Une vigilance et un suivi permanents sont donc de rigueur :

  • D’une part, le fait pour l’employeur ou son représentant de ne pas remplir ou actualiser correctement la fiche constitue une infraction réprimée à l’article R4741-1-1 du Code du travail, pour laquelle l’inspecteur ou le contrôleur du travail peuvent dresser procès-verbal (précisons qu’il s’agit d’une contravention de 5e classe, et que l’amende correspondante est appliquée autant de fois qu’il y a de travailleurs concernés). Citons également le délit général prévu à l’article L4741-1 du Code du travail en cas de faute personnelle du chef d’entreprise ou de son délégataire pour  manquement aux textes applicables en matière de santé et sécurité au travail.
  • D’autre part, le défaut de remise de la fiche au travailleur en cas de départ de l’établissement, d'arrêt de travail d'au moins 30 jours consécutif à un ATMP et d'au moins 3 mois dans les autres cas serait de nature à engager la responsabilité civile de l’employeur. Dans un cas de toute évidence transposable, la jurisprudence a récemment condamné une entreprise à verser des dommages et intérêts à ses salariés (en l’espèce 4000 euros x 154 salariés, soit 616 000 euros de toute même), pour défaut de remise de l’attestation d'exposition à l'amiante lors de leur départ de l'établissement (cf. Cass. Soc. 23 octobre 2012, n° 11-13792).
  • Surtout, le fait de devoir consigner « noir sur blanc » l’existence d’une exposition à des facteurs de risques et des mesures de prévention organisationnelles, collectives ou individuelles correspondantes appellera inévitablement des développements contentieux sur le terrain du manquement à l’obligation de sécurité dont l’employeur doit assurer l’effectivité (c’est une obligation de résultat). Typiquement, la faute inexcusable de l’employeur est en effet caractérisée en cas d’accident du travail ou de maladie professionnelle survenus alors que celui-ci « avait ou aurait dû avoir conscience du danger auquel est exposé le salarié et n’a pas pris les mesures nécessaires pour l’en protéger » (jurisprudence constante). Par ailleurs, le préjudice d’exposition indemnisable est reconnu (il a été jugé qu’une exposition à un risque d’intoxication identifié par l’entreprise mais sans avoir pris toutes les mesures préventives appropriées constitue, même en l’absence de tout dommage, un manquement causant nécessairement un préjudice au salarié qui lui ouvre droit à dommages et intérêts – cf. Cass. Soc. 30 novembre 2010, n° 08-70390). Même s’il n’est pas ici a priori question de danger, le risque pour l’entreprise n’en reste pas moins que ses actions puissent apparaître comme insuffisantes ou inadaptées, surtout si les rubriques de la fiche ont été mal rédigées ou non mises à jour. A fortiori, les omissions ou inactions éventuelles n’en seront que plus flagrantes.

On peut également imaginer que le salarié, désireux de demander le bénéfice d’une retraite anticipée pour pénibilité, puisse invoquer avoir subi un préjudice lié à une sous-évaluation de son exposition à des facteurs de risque. Avec l’allongement des durées de carrière, l’enjeu lié à traçabilité des expositions sera également de plus en plus aigu.
La question de la pénibilité va également monter en puissance en matière d’inaptitude médicale, aussi bien lorsqu’elle en est à l’origine que dans le cadre de l’obligation de recherche de reclassement (où la jurisprudence commence déjà à sanctionner le défaut de réflexion sur le sujet : cf. Cass. Soc. 1er février 2012, n° 10-23500). 
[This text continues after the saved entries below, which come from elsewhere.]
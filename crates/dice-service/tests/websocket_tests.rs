//! End-to-end tests for room WebSockets.
//!
//! Every test runs a real server on a random port and drives it with
//! `TestRollerClient` connections.

#![allow(clippy::unwrap_used, clippy::expect_used)]

use anyhow::Result;
use dice_service::actors::{RollResults, UsersUpdateInfo};
use dice_service::protocol::ServerMessage;
use dice_test_utils::{TestDiceServer, TestRollerClient};
use std::collections::HashMap;
use std::time::Duration;

fn users(self_name: &str, others: &[&str]) -> ServerMessage {
    ServerMessage::UsersUpdate(UsersUpdateInfo {
        self_name: self_name.to_string(),
        others: others.iter().map(ToString::to_string).collect(),
    })
}

async fn next_roll(client: &mut TestRollerClient) -> Result<RollResults> {
    match client.next_message().await? {
        ServerMessage::Roll(results) => Ok(results),
        other => anyhow::bail!("expected roll, got {other:?}"),
    }
}

#[tokio::test]
async fn test_full_room_session() -> Result<()> {
    let server = TestDiceServer::spawn().await?;

    // Empty request gets a generated name
    let room = server.create_room("").await?;
    assert!(!room.is_empty());
    assert!(server.registry().exists(&room).await);

    let url = server.ws_url(&room);

    let mut first = TestRollerClient::join_room(&url, "alice").await?;
    assert_eq!(first.next_message().await?, users("alice", &[]));

    let mut second = TestRollerClient::join_room(&url, "alice").await?;
    assert_eq!(second.next_message().await?, users("alice-1", &["alice"]));
    assert_eq!(first.next_message().await?, users("alice", &["alice-1"]));

    second.roll(&[6, 6, 1]).await?;
    for client in [&mut first, &mut second] {
        let results = next_roll(client).await?;
        assert_eq!(results.name, "alice-1");
        assert_eq!(results.results.len(), 2);
        for result in &results.results {
            assert_eq!(result.dice, 6);
            assert!((1..=6).contains(&result.result));
        }
    }

    first.close().await?;
    assert_eq!(second.next_message().await?, users("alice-1", &[]));

    Ok(())
}

#[tokio::test]
async fn test_unknown_room_gets_error_and_close() -> Result<()> {
    let server = TestDiceServer::spawn().await?;

    let mut client = TestRollerClient::join_room(&server.ws_url("nowhere"), "bob").await?;
    assert_eq!(
        client.next_message().await?,
        ServerMessage::Error("Room not found".to_string())
    );
    client.expect_closed().await?;

    Ok(())
}

#[tokio::test]
async fn test_first_message_must_be_join() -> Result<()> {
    let server = TestDiceServer::spawn().await?;
    let room = server.create_room("strict").await?;

    let mut client = TestRollerClient::connect(&server.ws_url(&room)).await?;
    client.roll(&[20]).await?;
    assert_eq!(
        client.next_message().await?,
        ServerMessage::Error("Invalid initial message".to_string())
    );
    client.expect_closed().await?;

    let state = server.registry().room_state(&room).await?;
    assert!(state.rollers.is_empty());

    Ok(())
}

#[tokio::test]
async fn test_profile_update_is_uniquified_and_broadcast() -> Result<()> {
    let server = TestDiceServer::spawn().await?;
    let room = server.create_room("renames").await?;
    let url = server.ws_url(&room);

    let mut alice = TestRollerClient::join_room(&url, "alice").await?;
    assert_eq!(alice.next_message().await?, users("alice", &[]));

    let mut bob = TestRollerClient::join_room(&url, "bob").await?;
    assert_eq!(bob.next_message().await?, users("bob", &["alice"]));
    assert_eq!(alice.next_message().await?, users("alice", &["bob"]));

    bob.profile_update("alice").await?;
    assert_eq!(alice.next_message().await?, users("alice", &["alice-1"]));
    assert_eq!(bob.next_message().await?, users("alice-1", &["alice"]));

    // Rolls carry the new name
    bob.roll(&[4]).await?;
    assert_eq!(next_roll(&mut alice).await?.name, "alice-1");

    Ok(())
}

#[tokio::test]
async fn test_latecomer_receives_recent_rolls() -> Result<()> {
    let server = TestDiceServer::spawn_with_vars(HashMap::from([(
        "DICE_CACHED_RESULTS".to_string(),
        "2".to_string(),
    )]))
    .await?;
    let room = server.create_room("history").await?;
    let url = server.ws_url(&room);

    let mut alice = TestRollerClient::join_room(&url, "alice").await?;
    assert_eq!(alice.next_message().await?, users("alice", &[]));

    for dice in [[4u8], [8], [12]] {
        alice.roll(&dice).await?;
        next_roll(&mut alice).await?;
    }

    let mut carol = TestRollerClient::join_room(&url, "carol").await?;

    // Replayed rolls and the roster update travel on separate queues
    let mut replayed = Vec::new();
    let mut roster = None;
    for _ in 0..3 {
        match carol.next_message().await? {
            ServerMessage::Roll(results) => replayed.push(results),
            update @ ServerMessage::UsersUpdate(_) => roster = Some(update),
            other => anyhow::bail!("unexpected message {other:?}"),
        }
    }

    assert_eq!(roster, Some(users("carol", &["alice"])));
    let sizes: Vec<u8> = replayed
        .iter()
        .map(|r| r.results.first().map(|d| d.dice).unwrap())
        .collect();
    assert_eq!(sizes, vec![8, 12]);

    Ok(())
}

/// Poll the connection gauge; the server counts a socket on its own task.
async fn wait_for_connections(server: &TestDiceServer, expected: usize) -> Result<()> {
    for _ in 0..100 {
        if server.metrics().connection_count() == expected {
            return Ok(());
        }
        tokio::time::sleep(Duration::from_millis(20)).await;
    }
    anyhow::bail!(
        "expected {expected} connections, gauge reads {}",
        server.metrics().connection_count()
    )
}

#[tokio::test]
async fn test_oversized_message_gets_error_frame() -> Result<()> {
    let server = TestDiceServer::spawn().await?;
    let room = server.create_room("verbose").await?;

    let mut client = TestRollerClient::join_room(&server.ws_url(&room), "gina").await?;
    assert_eq!(client.next_message().await?, users("gina", &[]));

    client.profile_update(&"n".repeat(600)).await?;
    match client.next_message().await? {
        ServerMessage::Error(reason) => assert!(reason.starts_with("Invalid message")),
        other => anyhow::bail!("expected error, got {other:?}"),
    }
    client.expect_closed().await?;

    Ok(())
}

#[tokio::test]
async fn test_rejected_connections_are_counted() -> Result<()> {
    let server = TestDiceServer::spawn().await?;

    let mut client = TestRollerClient::connect(&server.ws_url("nowhere")).await?;
    wait_for_connections(&server, 1).await?;

    client.join("henry").await?;
    assert_eq!(
        client.next_message().await?,
        ServerMessage::Error("Room not found".to_string())
    );
    client.expect_closed().await?;
    wait_for_connections(&server, 0).await?;

    let room = server.create_room("counted").await?;
    let mut joined = TestRollerClient::join_room(&server.ws_url(&room), "ivy").await?;
    assert_eq!(joined.next_message().await?, users("ivy", &[]));
    assert_eq!(server.metrics().connection_count(), 1);

    joined.close().await?;
    wait_for_connections(&server, 0).await?;

    Ok(())
}

#[tokio::test]
async fn test_malformed_payload_closes_connection() -> Result<()> {
    let server = TestDiceServer::spawn().await?;
    let room = server.create_room("malformed").await?;
    let url = server.ws_url(&room);

    let mut watcher = TestRollerClient::join_room(&url, "watcher").await?;
    assert_eq!(watcher.next_message().await?, users("watcher", &[]));

    let mut client = TestRollerClient::join_room(&url, "mallory").await?;
    assert_eq!(client.next_message().await?, users("mallory", &["watcher"]));
    assert_eq!(watcher.next_message().await?, users("watcher", &["mallory"]));

    client.send_text(r#"{"type":"roll","payload":"d20"}"#).await?;
    match client.next_message().await? {
        ServerMessage::Error(reason) => assert!(reason.starts_with("Invalid message")),
        other => anyhow::bail!("expected error, got {other:?}"),
    }
    client.expect_closed().await?;

    // The room sees exactly one departure
    assert_eq!(watcher.next_message().await?, users("watcher", &[]));

    Ok(())
}

#[tokio::test]
async fn test_unknown_message_types_are_ignored() -> Result<()> {
    let server = TestDiceServer::spawn().await?;
    let room = server.create_room("chatty").await?;

    let mut client = TestRollerClient::join_room(&server.ws_url(&room), "dave").await?;
    assert_eq!(client.next_message().await?, users("dave", &[]));

    client
        .send_json(serde_json::json!({ "type": "chat", "payload": "hello" }))
        .await?;
    client.roll(&[10]).await?;

    let results = next_roll(&mut client).await?;
    assert_eq!(results.name, "dave");

    Ok(())
}

#[tokio::test]
async fn test_idle_room_is_removed() -> Result<()> {
    let server = TestDiceServer::spawn_with_vars(HashMap::from([(
        "DICE_ROOM_IDLE_SECONDS".to_string(),
        "1".to_string(),
    )]))
    .await?;
    let room = server.create_room("fleeting").await?;

    let mut client = TestRollerClient::join_room(&server.ws_url(&room), "erin").await?;
    assert_eq!(client.next_message().await?, users("erin", &[]));
    client.close().await?;

    tokio::time::sleep(Duration::from_millis(1500)).await;
    assert!(!server.registry().exists(&room).await);

    let mut late = TestRollerClient::join_room(&server.ws_url(&room), "frank").await?;
    assert_eq!(
        late.next_message().await?,
        ServerMessage::Error("Room not found".to_string())
    );

    Ok(())
}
Dans tous cas –gageons que les déclinaisons sont potentiellement nombreuses- la fiche se trouvera inévitablement au cœur des débats, avec le risque de constituer un élément « à charge » contre l’employeur plusieurs années plus tard compte tenu de l’effet différé de ces facteurs de risques. Sans doute est-il utile pour s’en prémunir que les intervenants intègrent bien cette dimension et étendent leur « culture de la prévention » sur le terrain de la pénibilité, cette fiche n’étant pas une simple formalité administrative, loin s’en faut.